Palantir: Riding the AI Wave, But Pricey
Palantir has been one of the poster children of the AI revolution, with its stock riding a wave of enthusiasm for data analytics and machine learning applications. But here’s the rub: its forward P/E ratio and price-to-sales ratio are sky-high. Hedge funds like Citadel don’t just chase hype—they watch valuations like hawks.
So Griffin’s big sell-off doesn’t necessarily mean he’s bearish on AI. More likely, it’s a classic case of profit-taking. When a stock’s priced for perfection, even the most bullish investor knows it’s smart to lock in gains before the music stops.
Chipotle: From Soggy Salsa to a Potential Comeback
Now, about those burritos. Chipotle had its own drama after a 50-for-1 stock split in June 2024. The split initially sparked excitement, but the stock’s been on a roller coaster since. Management turnover and sluggish revenue growth left investors with indigestion, and the stock’s forward P/E ratio slid to a five-year low of around 33.
That’s where Griffin saw an opening. While most of Wall Street was focused on Chipotle’s stumbles, he seems to be betting that the worst is over. In hedge fund speak, this is called buying the dip—but in plain English, it’s like grabbing a burrito when it’s on the discount menu.
A Tale of Two Trades
Griffin's moves highlight a broader theme in today’s market: AI stocks are sizzling, but valuations are stretched, while some consumer names are quietly becoming bargains. By trimming Palantir and bulking up on Chipotle, Citadel is showing that even in the middle of an AI gold rush, fundamentals still matter.
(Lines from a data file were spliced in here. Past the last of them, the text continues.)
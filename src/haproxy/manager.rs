//! Config reload pipeline.
//!
//! # Responsibilities
//! - Render a full HAProxy configuration from the backend set and the
//!   trusted/untrusted bind addresses
//! - Validate the candidate config before it can touch the live one
//! - Activate it atomically and signal the HAProxy process
//!
//! # Design Decisions
//! - Write → check → rename → reload; a config that fails the check never
//!   replaces the active file
//! - A mutex serializes reloads: at most one runs at a time, and a queued
//!   caller renders from its own, newer backend set once it gets the lock
//! - The reload command is exec'd directly (whitespace-split argv, no
//!   shell)

use std::path::{Path, PathBuf};
use std::process::ExitStatus;

use tokio::process::Command;
use tokio::sync::Mutex;

use crate::config::schema::HaproxyConfig;
use crate::core::backend::BackendSet;
use crate::core::Reloader;
use crate::haproxy::BACKEND_SECTION;

#[derive(Debug, thiserror::Error)]
pub enum ReloadError {
    #[error("failed to write {}: {source}", path.display())]
    Write {
        path: PathBuf,
        #[source]
        source: std::io::Error,
    },

    #[error("failed to run {cmd}: {source}")]
    Exec {
        cmd: String,
        #[source]
        source: std::io::Error,
    },

    #[error("config check failed ({status}): {stderr}")]
    CheckFailed { status: ExitStatus, stderr: String },

    #[error("failed to activate config: {source}")]
    Activate {
        #[source]
        source: std::io::Error,
    },

    #[error("reload command exited with {status}")]
    ReloadFailed { status: ExitStatus },

    #[error("reload command is empty")]
    EmptyCommand,
}

/// Serialized owner of the on-disk HAProxy configuration.
pub struct LbManager {
    cfg: HaproxyConfig,
    // Guards the whole write/check/rename/signal sequence.
    lock: Mutex<()>,
}

impl LbManager {
    pub fn new(cfg: HaproxyConfig) -> Self {
        Self {
            cfg,
            lock: Mutex::new(()),
        }
    }

    async fn run_reload_cmd(&self) -> Result<(), ReloadError> {
        let mut argv = self.cfg.reload_cmd.split_whitespace();
        let Some(prog) = argv.next() else {
            return Err(ReloadError::EmptyCommand);
        };

        let status = Command::new(prog)
            .args(argv)
            .status()
            .await
            .map_err(|source| ReloadError::Exec {
                cmd: self.cfg.reload_cmd.clone(),
                source,
            })?;
        if !status.success() {
            return Err(ReloadError::ReloadFailed { status });
        }
        Ok(())
    }

    /// Validate a candidate config file with `haproxy -c -f`.
    pub async fn check_config(&self, path: &Path) -> Result<(), ReloadError> {
        let output = Command::new(&self.cfg.exec)
            .arg("-c")
            .arg("-f")
            .arg(path)
            .output()
            .await
            .map_err(|source| ReloadError::Exec {
                cmd: self.cfg.exec.display().to_string(),
                source,
            })?;

        if !output.status.success() {
            return Err(ReloadError::CheckFailed {
                status: output.status,
                stderr: String::from_utf8_lossy(&output.stderr).into_owned(),
            });
        }
        Ok(())
    }
}

impl Reloader for LbManager {
    type Error = ReloadError;

    async fn reload(
        &self,
        trusted_ip: &str,
        untrusted_ips: &[String],
        servers: &BackendSet,
    ) -> Result<(), ReloadError> {
        // Everything below runs under the lock, so dueling reloads cannot
        // interleave writes and the later caller's (newer) set wins.
        let _guard = self.lock.lock().await;

        let rendered = render_config(&self.cfg, trusted_ip, untrusted_ips, servers);
        let tmp = self.cfg.config_path.with_extension("cfg.tmp");

        tokio::fs::write(&tmp, rendered)
            .await
            .map_err(|source| ReloadError::Write {
                path: tmp.clone(),
                source,
            })?;

        self.check_config(&tmp).await?;

        tokio::fs::rename(&tmp, &self.cfg.config_path)
            .await
            .map_err(|source| ReloadError::Activate { source })?;

        tracing::debug!(
            config = %self.cfg.config_path.display(),
            backends = servers.len(),
            "config activated, signalling haproxy"
        );
        self.run_reload_cmd().await
    }
}

fn bind_addr(ip: &str, port: u16) -> String {
    // IPv6 literals need brackets in bind lines.
    if ip.contains(':') {
        format!("[{ip}]:{port}")
    } else {
        format!("{ip}:{port}")
    }
}

fn server_addr(address: &str, default_port: u16) -> String {
    // A registration may carry its own port; bare v4 hosts get the default.
    // A bare IPv6 host cannot be told apart from host:port, so v6 backends
    // register with an explicit port.
    if address.contains(':') {
        address.to_string()
    } else {
        format!("{address}:{default_port}")
    }
}

/// Render the full configuration text. Pure; exposed for tests.
pub fn render_config(
    cfg: &HaproxyConfig,
    trusted_ip: &str,
    untrusted_ips: &[String],
    servers: &BackendSet,
) -> String {
    let mut out = String::new();

    out.push_str("global\n");
    out.push_str("        log 127.0.0.1 len 4096 local0\n");
    out.push_str("        user nobody\n");
    out.push_str("        group nobody\n");
    out.push_str("        daemon\n");
    out.push_str("        maxconn 65536\n");
    out.push_str(&format!(
        "        stats socket {} mode 0600 level admin\n\n",
        cfg.socket_path.display()
    ));

    out.push_str("defaults\n");
    out.push_str("        log     global\n");
    out.push_str("        mode    http\n");
    out.push_str("        option  httplog\n");
    out.push_str("        retries 3\n");
    out.push_str("        timeout connect 2000\n");
    out.push_str("        timeout client  120000\n");
    out.push_str("        timeout server  120000\n\n");

    out.push_str(&format!("backend {BACKEND_SECTION}\n"));
    out.push_str("        option httpchk GET /ping\n");
    for (name, backend) in servers.iter() {
        if !backend.enabled {
            continue;
        }
        out.push_str(&format!(
            "        server {} {} check inter 30s slowstart 10s\n",
            name,
            server_addr(&backend.address, cfg.backend_port)
        ));
    }
    out.push('\n');

    out.push_str("frontend www\n");
    for ip in untrusted_ips {
        out.push_str(&format!("        bind {}\n", bind_addr(ip, 80)));
    }
    out.push_str(&format!("        bind {}\n", bind_addr(trusted_ip, 80)));
    out.push_str(&format!("        default_backend {BACKEND_SECTION}\n\n"));

    out.push_str("listen stats\n");
    out.push_str(&format!("        bind {}\n", bind_addr(trusted_ip, 8686)));
    out.push_str("        mode http\n");
    out.push_str("        stats enable\n");
    out.push_str("        stats uri /\n");

    out
}

#[cfg(test)]
mod tests {
    use super::*;

    fn test_cfg() -> HaproxyConfig {
        HaproxyConfig {
            exec: "/bin/true".into(),
            config_path: "/tmp/haproxy.cfg".into(),
            socket_path: "/tmp/haproxy.sock".into(),
            backend_port: 80,
            reload_cmd: "/bin/true".into(),
        }
    }

    fn set(entries: &[(&str, &str, bool)]) -> BackendSet {
        let mut servers = BackendSet::new();
        for (name, address, enabled) in entries {
            servers.insert(*name, *address, *enabled);
        }
        servers
    }

    #[test]
    fn test_render_includes_only_enabled_servers() {
        let servers = set(&[("a.example.com", "10.0.0.1", true), ("b.example.com", "10.0.0.2", false)]);
        let rendered = render_config(&test_cfg(), "127.0.0.1", &[], &servers);

        assert!(rendered.contains("server a.example.com 10.0.0.1:80 check"));
        assert!(!rendered.contains("b.example.com"));
    }

    #[test]
    fn test_render_respects_explicit_port() {
        let servers = set(&[("a.example.com", "10.0.0.1:8081", true)]);
        let rendered = render_config(&test_cfg(), "127.0.0.1", &[], &servers);

        assert!(rendered.contains("server a.example.com 10.0.0.1:8081 check"));
    }

    #[test]
    fn test_render_binds_untrusted_and_trusted() {
        let servers = set(&[("a.example.com", "10.0.0.1", true)]);
        let untrusted = vec!["192.0.2.10".to_string(), "2001:db8::1".to_string()];
        let rendered = render_config(&test_cfg(), "10.77.77.7", &untrusted, &servers);

        assert!(rendered.contains("bind 192.0.2.10:80"));
        assert!(rendered.contains("bind [2001:db8::1]:80"));
        assert!(rendered.contains("bind 10.77.77.7:80"));
        assert!(rendered.contains("bind 10.77.77.7:8686"));
    }

    #[test]
    fn test_render_declares_stats_socket() {
        let rendered = render_config(&test_cfg(), "127.0.0.1", &[], &BackendSet::new());
        assert!(rendered.contains("stats socket /tmp/haproxy.sock mode 0600 level admin"));
    }
}
//! Reconciliation core.
//!
//! # Data Flow
//! ```text
//! membership watcher ──ServersChanged──▶ controller ──reload──▶ Reloader
//!        ▲                                   │
//!        └──────rebuild on session───────────┤
//!                                            ├──patch/stats──▶ Patcher
//!  audit / dirty / clean timers ─────────────┘
//! ```
//!
//! # Design Decisions
//! - The controller is the only writer of the backend set; collaborators
//!   get `&BackendSet` per call
//! - Collaborators are traits so the whole policy is testable with fakes
//! - All transitions run one at a time on a single dispatch loop

pub mod audit;
pub mod backend;
pub mod controller;
pub mod events;

use std::future::Future;
use std::time::Duration;

use crate::core::audit::ServerStat;
use crate::core::backend::BackendSet;

/// Ceiling on how long live state may diverge from the on-disk config.
pub const MAX_DIRTY_TIME: Duration = Duration::from_secs(6 * 3600);

/// Cadence of the runtime-state double-check against the control socket.
pub const AUDIT_INTERVAL: Duration = Duration::from_secs(30);

/// Refresh cadence for the last-clean timestamp while resident in clean.
pub const CLEAN_REFRESH: Duration = Duration::from_secs(5);

/// Retry floor after a failed reload, so a broken load balancer is retried
/// on a timer instead of in a tight loop.
pub const RELOAD_RETRY: Duration = Duration::from_secs(30);

/// Applies a full desired backend set by regenerating, validating and
/// activating the load balancer configuration.
///
/// Implementations must serialize concurrent invocations: at most one
/// reload may run against the load balancer at a time, and a queued caller
/// renders from its own (newer) set once it gets its turn.
pub trait Reloader: Send {
    type Error: std::error::Error + Send + Sync + 'static;

    fn reload(
        &self,
        trusted_ip: &str,
        untrusted_ips: &[String],
        servers: &BackendSet,
    ) -> impl Future<Output = Result<(), Self::Error>> + Send;
}

/// Talks to the load balancer's runtime control socket.
pub trait Patcher: Send {
    type Error: std::error::Error + Send + Sync + 'static;

    /// Enable/disable each known backend to match its `enabled` flag.
    /// Never adds or removes routing slots.
    fn sync_server_state(
        &self,
        servers: &BackendSet,
    ) -> impl Future<Output = Result<(), Self::Error>> + Send;

    /// Read-only live per-backend status snapshot.
    fn server_stats(&self) -> impl Future<Output = Result<Vec<ServerStat>, Self::Error>> + Send;
}

/// Handle to the membership watcher owned by the coordination layer.
pub trait MembershipWatch: Send {
    /// Forward a raw child-listing change to the watcher's resolution
    /// logic. The controller never acts on the raw listing directly.
    fn children_changed(&self, names: Vec<String>);

    /// Tear down and recreate the watcher after a session renewal.
    fn rebuild(&mut self);
}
It’s also a reminder that hedge funds don’t think in headlines. Selling Palantir isn’t a rejection of AI’s future—it’s a nod to the reality that no stock goes up forever. Buying Chipotle isn’t about burritos being tastier than algorithms—it’s about spotting value where others see volatility.
The Bottom Line
Ken Griffin’s portfolio shuffle is a masterclass in hedge fund pragmatism. AI may be the hottest story on Wall Street, but when valuations get frothy, even billionaires know it’s time to take some chips off the table. And when a household brand like Chipotle looks beaten down, that’s when savvy investors quietly load up.
So, are AI stocks less appealing than burritos? Maybe not. But in Griffin’s world, sometimes the smarter bet is to trade a little hype for a side of guac.